:: Work to be completed ::
Using the records below, filter for lines that contain the string "Some" and copy them out.

:: Data shown ::
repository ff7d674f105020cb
pub mod contact;
pub mod http;
use std::{collections::BTreeMap, net::SocketAddr};

use axum::{
    extract::{Multipart, State},
    routing, Json, Router,
};
use serde::Serialize;
use tracing::{info, warn};

use crate::Inbox;

pub const SUBMIT_ROUTE: &str = "/submit";

const REQUIRED_FIELDS: [&str; 3] = ["name", "email", "message"];

/// The multipart fields of one submission, including the access key.
pub type Web3FormsSubmission = BTreeMap<String, String>;

pub async fn start_server(addr: SocketAddr, access_key: String) -> anyhow::Result<()> {
    info!("Starting web3forms testing server on {addr}");
    info!("Submit endpoint: http://{addr}{SUBMIT_ROUTE}");
    info!("Access key: {access_key:?}");

    let (router, _) = router(access_key);
    crate::serve(addr, router).await
}

/// Builds the testing server and returns it together with the inbox its
/// accepted submissions are recorded in.
pub fn router(access_key: String) -> (Router, Inbox<Web3FormsSubmission>) {
    let inbox = Inbox::default();
    let router = Router::new()
        .route(SUBMIT_ROUTE, routing::post(submit))
        .with_state(AppState {
            access_key,
            inbox: inbox.clone(),
        });
    (router, inbox)
}

#[derive(Clone)]
struct AppState {
    access_key: String,
    inbox: Inbox<Web3FormsSubmission>,
}

#[derive(Serialize)]
struct SubmitResponse {
    success: bool,
    message: &'static str,
}

async fn submit(State(state): State<AppState>, mut multipart: Multipart) -> Json<SubmitResponse> {
    let mut fields = Web3FormsSubmission::new();
    loop {
        match multipart.next_field().await {
            Ok(Some(field)) => {
                let name = field.name().unwrap_or_default().to_owned();
                match field.text().await {
                    Ok(value) => fields.insert(name, value),
                    Err(err) => return reject(&format!("Invalid field {name:?}: {err}")),
                };
            }
            Ok(None) => break,
            Err(err) => return reject(&format!("Invalid form data: {err}")),
        }
    }

    if fields.get("access_key") != Some(&state.access_key) {
        warn!("Rejecting submission with invalid access key");
        return Json(SubmitResponse {
            success: false,
            message: "Invalid access key",
        });
    }

    if let Some(missing) = REQUIRED_FIELDS
        .into_iter()
        .find(|field| !fields.contains_key(*field))
    {
        return reject(&format!("Missing field {missing:?}"));
    }

    info!(?fields, "Received submission");
    state.inbox.push(fields).await;

    Json(SubmitResponse {
        success: true,
        message: "Email sent successfully!",
    })
}

fn reject(reason: &str) -> Json<SubmitResponse> {
    warn!("Rejecting submission: {reason}");
    Json(SubmitResponse {
        success: false,
        message: "Invalid submission",
    })
}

:: Exercise answer ::
            Ok(Some(field)) => {
    if fields.get("access_key") != Some(&state.access_key) {
    if let Some(missing) = REQUIRED_FIELDS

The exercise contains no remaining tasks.